As part of a partnership with the Art Gallery of Ontario (AGO) in Toronto, which owns the painting, Mark Walton, research professor of materials science and engineering, studied “La Miséreuse accroupie” (The Crouching Woman) after one of the gallery’s conservation staff noticed colour peeking through cracks in the painting surface.
After this initial observation, the gallery first used x-rays to study the picture. This revealed that if the painting was turned through 90°, a landscape would become visible. John Delaney, senior imaging scientist at the National Gallery of Art in Washington, DC then studied the painting with infrared reflectance hyperspectral imaging.
This revealed that Picasso had changed the composition of the painting after his initial repositioning and repainting of the original landscape.

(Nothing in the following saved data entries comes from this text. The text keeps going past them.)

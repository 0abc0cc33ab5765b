//! Agent Dashboard is a small internal web app for tracking the sales volume
//! of agents.
//!
//! This library serves HTML pages for managing agents and their transactions,
//! and PNG bar charts that rank agents by monthly and year-to-date volume and
//! transaction counts.

#![warn(missing_docs)]

use std::{net::SocketAddr, time::Duration};

use axum::{
    http::StatusCode,
    response::{IntoResponse, Response},
};
use axum_server::Handle;
use tokio::signal;

mod admin;
mod agent;
mod alert;
mod app_state;
mod database_id;
mod db;
mod endpoints;
mod html;
mod index_page;
mod internal_server_error;
mod logging;
mod navigation;
mod not_found;
mod report;
mod routing;
mod timezone;
mod transaction;

#[cfg(test)]
mod test_utils;

pub use app_state::AppState;
pub use db::{DEMO_AGENT_NAMES, initialize as initialize_db, seed_demo_agents};
pub use logging::{LOG_BODY_LENGTH_LIMIT, logging_middleware};
pub use report::{
    AggregateRow, BarChart, CACHE_TTL, CacheEntry, CacheStore, ChartBar, ChartRenderer,
    DirectoryCacheStore, EChartsRenderer, MemoryCacheStore, Period, ReportCache, ReportKind,
    cache_key, get_report_rows, is_fresh,
};
pub use routing::build_router;
pub use timezone::get_local_offset;

use crate::{internal_server_error::InternalServerError, not_found::get_404_not_found_response};

/// An async task that waits for either the ctrl+c or terminate signal, whichever comes first, and
/// then signals the server to shut down gracefully.
///
/// `handle` is a handle to an Axum `Server`.
pub async fn graceful_shutdown(handle: Handle<SocketAddr>) {
    let ctrl_c = async {
        signal::ctrl_c()
            .await
            .expect("failed to install Ctrl+C handler");
    };

    #[cfg(unix)]
    let terminate = async {
        signal::unix::signal(signal::unix::SignalKind::terminate())
            .expect("failed to install signal handler")
            .recv()
            .await;
    };

    #[cfg(not(unix))]
    let terminate = std::future::pending::<()>();

    tokio::select! {
        _ = ctrl_c => {
            tracing::debug!("Received ctrl+c signal.");
            handle.graceful_shutdown(Some(Duration::from_secs(1)));
        },
        _ = terminate => {
            tracing::debug!("Received terminate signal.");
            handle.graceful_shutdown(Some(Duration::from_secs(1)));
        },
    }
}

/// The errors that may occur in the application.
#[derive(Debug, thiserror::Error, PartialEq)]
pub enum Error {
    /// The agent name is already used by another agent.
    #[error("the agent \"{0}\" already exists in the database")]
    DuplicateAgentName(String),

    /// The agent ID does not refer to an agent in the database.
    #[error("the agent could not be found")]
    AgentNotFound,

    /// An empty string (after trimming) was used as an agent name.
    #[error("agent name cannot be empty")]
    EmptyAgentName,

    /// A transaction was submitted with a volume below zero.
    #[error("{0} is a negative volume, which is not allowed")]
    NegativeVolume(f64),

    /// A form field could not be parsed into the expected type.
    #[error("invalid value {value:?} for the field {field}")]
    InvalidFormField {
        /// The name of the form field.
        field: &'static str,
        /// The raw value that failed to parse.
        value: String,
    },

    /// An admin form was submitted without any recognised action.
    #[error("the form did not specify an admin action")]
    MissingAdminAction,

    /// The report kind is not one of the four supported charts.
    #[error("unsupported report kind \"{0}\"")]
    UnsupportedReportKind(String),

    /// The period string could not be parsed as a calendar month `YYYY-MM`.
    #[error("invalid period \"{0}\", expected a month in the format YYYY-MM")]
    InvalidPeriod(String),

    /// The chart could not be rendered as an image.
    ///
    /// The error string should only be logged for debugging on the server.
    #[error("could not render chart: {0}")]
    ChartRenderError(String),

    /// Reading or writing the report cache failed.
    #[error("report cache I/O failed: {0}")]
    CacheIo(String),

    /// The requested resource was not found.
    ///
    /// Internally, this error may occur when a query returns no rows.
    #[error("the requested resource could not be found")]
    NotFound,

    /// An unhandled/unexpected SQL error.
    #[error("an unexpected SQL error occurred: {0}")]
    SqlError(rusqlite::Error),

    /// Could not acquire the database lock
    #[error("could not acquire the database lock")]
    DatabaseLockError,

    /// An error occurred while getting the local timezone from a canonical timezone string.
    #[error("invalid timezone {0}")]
    InvalidTimezoneError(String),
}

impl From<rusqlite::Error> for Error {
    fn from(value: rusqlite::Error) -> Self {
        match value {
            rusqlite::Error::QueryReturnedNoRows => Error::NotFound,
            error => {
                tracing::error!("an unhandled SQL error occurred: {}", error);
                Error::SqlError(error)
            }
        }
    }
}

impl From<std::io::Error> for Error {
    fn from(value: std::io::Error) -> Self {
        Error::CacheIo(value.to_string())
    }
}

impl IntoResponse for Error {
    fn into_response(self) -> Response {
        match self {
            Error::NotFound => get_404_not_found_response(),
            Error::UnsupportedReportKind(kind) => {
                tracing::debug!("rejected request for unsupported report kind {kind:?}");
                (StatusCode::BAD_REQUEST, "Invalid graph type").into_response()
            }
            Error::InvalidPeriod(period) => (
                StatusCode::BAD_REQUEST,
                format!("Invalid month \"{period}\", expected the format YYYY-MM"),
            )
                .into_response(),
            Error::InvalidTimezoneError(timezone) => InternalServerError {
                description: "Invalid Timezone Settings",
                fix: &format!(
                    "Could not get local timezone \"{timezone}\". Check your server settings and \
                    ensure the timezone has been set to valid, canonical timezone string"
                ),
            }
            .into_response(),
            Error::DatabaseLockError => InternalServerError::default().into_response(),
            // Any errors that are not handled above are not intended to be shown to the client.
            error => {
                tracing::error!("An unexpected error occurred: {}", error);
                InternalServerError::default().into_response()
            }
        }
    }
}
use axum::{
    http::StatusCode,
    response::{Html, IntoResponse, Response},
};

use crate::html::error_view;

pub async fn get_404_not_found() -> Response {
    get_404_not_found_response()
}

pub fn get_404_not_found_response() -> Response {
    let page = error_view(
        "Not Found",
        "404",
        "Something's missing.",
        "Sorry, we can't find that page. You'll find lots to explore on the dashboard.",
    );

    (StatusCode::NOT_FOUND, Html(page.into_string())).into_response()
}
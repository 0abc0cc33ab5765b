//! Defines the page to display for an internal server error.
use axum::{
    http::StatusCode,
    response::{Html, IntoResponse, Response},
};

use crate::html::error_view;

pub struct InternalServerError<'a> {
    pub description: &'a str,
    pub fix: &'a str,
}

impl Default for InternalServerError<'_> {
    fn default() -> Self {
        Self {
            description: "Sorry, something went wrong.",
            fix: "Try again later or check the server logs",
        }
    }
}

impl InternalServerError<'_> {
    pub fn into_html(self) -> Html<String> {
        Html(error_view("Internal Server Error", "500", self.description, self.fix).into_string())
    }
}

impl IntoResponse for InternalServerError<'_> {
    fn into_response(self) -> Response {
        (StatusCode::INTERNAL_SERVER_ERROR, self.into_html()).into_response()
    }
}

pub async fn get_internal_server_error_page() -> Response {
    InternalServerError::default().into_response()
}
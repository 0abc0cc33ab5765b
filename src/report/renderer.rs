//! Draws chart layouts as images.
//!
//! [EChartsRenderer] is used by the server. Tests swap in renderers that skip
//! the JavaScript runtime.

use std::fmt::Debug;

use charming::{ImageFormat, ImageRenderer};

use crate::{Error, report::chart::BarChart};

/// The width of rendered report images in pixels.
pub const IMAGE_WIDTH: u32 = 1000;
/// The height of rendered report images in pixels.
pub const IMAGE_HEIGHT: u32 = 600;

/// Encodes a chart layout as image bytes.
pub trait ChartRenderer: Debug + Send + Sync {
    /// Render `chart` to image bytes.
    ///
    /// # Errors
    /// Returns an [Error::ChartRenderError] if the chart could not be drawn.
    fn render(&self, chart: &BarChart) -> Result<Vec<u8>, Error>;
}

/// Draws charts as PNG images with the ECharts server side renderer.
#[derive(Debug, Default, Clone, Copy)]
pub struct EChartsRenderer;

impl ChartRenderer for EChartsRenderer {
    fn render(&self, chart: &BarChart) -> Result<Vec<u8>, Error> {
        let option = chart.to_echarts()?;

        // The renderer owns a JavaScript runtime that cannot be shared between threads.
        let mut renderer = ImageRenderer::new(IMAGE_WIDTH, IMAGE_HEIGHT);

        renderer
            .render_format(ImageFormat::Png, &option)
            .map_err(|error| Error::ChartRenderError(format!("{error:?}")))
    }
}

After this, the Northwestern University/Art Institute of Chicago Centre for Scientific Studies in the Arts (NU-ACCESS) travelled to the AGO with a portable x-ray fluorescence scanner, a device which shows the distribution of elements associated with pigments in the painting. Mark Walton presented the results of these studies at the American Association for the Advancement of Science annual meeting in Austin, Texas.
The scanner showed that the surface layer of the painting contains iron and chromium-based pigments, mostly iron-based Prussian blue and ultramarine, which Picasso is known to have used at this time, and chromium-based yellow greens.
However, it also revealed cadmium and lead-based pigments below the visible surface, representing an earlier painting of the woman’s right arm and hand. It also confirmed that the original painting was a landscape, probably by another Barcelona artist, and that Picasso incorporated some of the landscape forms into his final composition; the woman’s back, for example, includes lines that originally represented cliff edges.
“Picasso had no qualms about changing things during the painting process,” Walton said. “Our international team – consisting of scientists, a curator and a conservator – has begun to tease apart the complexity of ‘La Miséreuse accroupie,’ uncovering subtle changes made by Picasso as he worked toward his final vision.”
Sandra Webster-Cook, AGO’s senior conservator of paintings, added “We now are able to develop a chronology within the painting structure to tell a story about the artist’s developing style and possible influences.”